[[ DATASET EXTRACT, beginning ]]

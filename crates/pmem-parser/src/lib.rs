//! Parsers for the project memory markdown dialects and the state blob.
//!
//! Every dialect shares the same two layers: [`sections`] splits a document
//! at headings, and [`fields`] reads `**Label:** value` fields, bullet lists,
//! fenced code, and `Error:` lines out of a section body. Sections whose
//! heading does not match the dialect are dropped whole; parsing never fails.

mod attempts;
mod blockers;
mod dates;
mod decisions;
mod devlog;
pub mod fields;
pub mod sections;
mod state;
mod writer;

pub use attempts::parse_attempts;
pub use blockers::parse_blockers;
pub use dates::{format_record_date, parse_record_date};
pub use decisions::parse_decisions;
pub use devlog::parse_devlog;
pub use state::{FeatureState, ProjectState, StackState, parse_state};
pub use writer::{append_attempt, render_attempt, render_decision};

[[ DATASET EXTRACT, end ]]

§ PROBLEM REQUIREMENTS:
The whole set of records needs to be written out exactly.

§ TASK ANSWER:
filename crates/pmem-parser/src/lib.rs
//! Parsers for the project memory markdown dialects and the state blob.
//!
//! Every dialect shares the same two layers: [`sections`] splits a document
//! at headings, and [`fields`] reads `**Label:** value` fields, bullet lists,
//! fenced code, and `Error:` lines out of a section body. Sections whose
//! heading does not match the dialect are dropped whole; parsing never fails.

mod attempts;
mod blockers;
mod dates;
mod decisions;
mod devlog;
pub mod fields;
pub mod sections;
mod state;
mod writer;

pub use attempts::parse_attempts;
pub use blockers::parse_blockers;
pub use dates::{format_record_date, parse_record_date};
pub use decisions::parse_decisions;
pub use devlog::parse_devlog;
pub use state::{FeatureState, ProjectState, StackState, parse_state};
pub use writer::{append_attempt, render_attempt, render_decision};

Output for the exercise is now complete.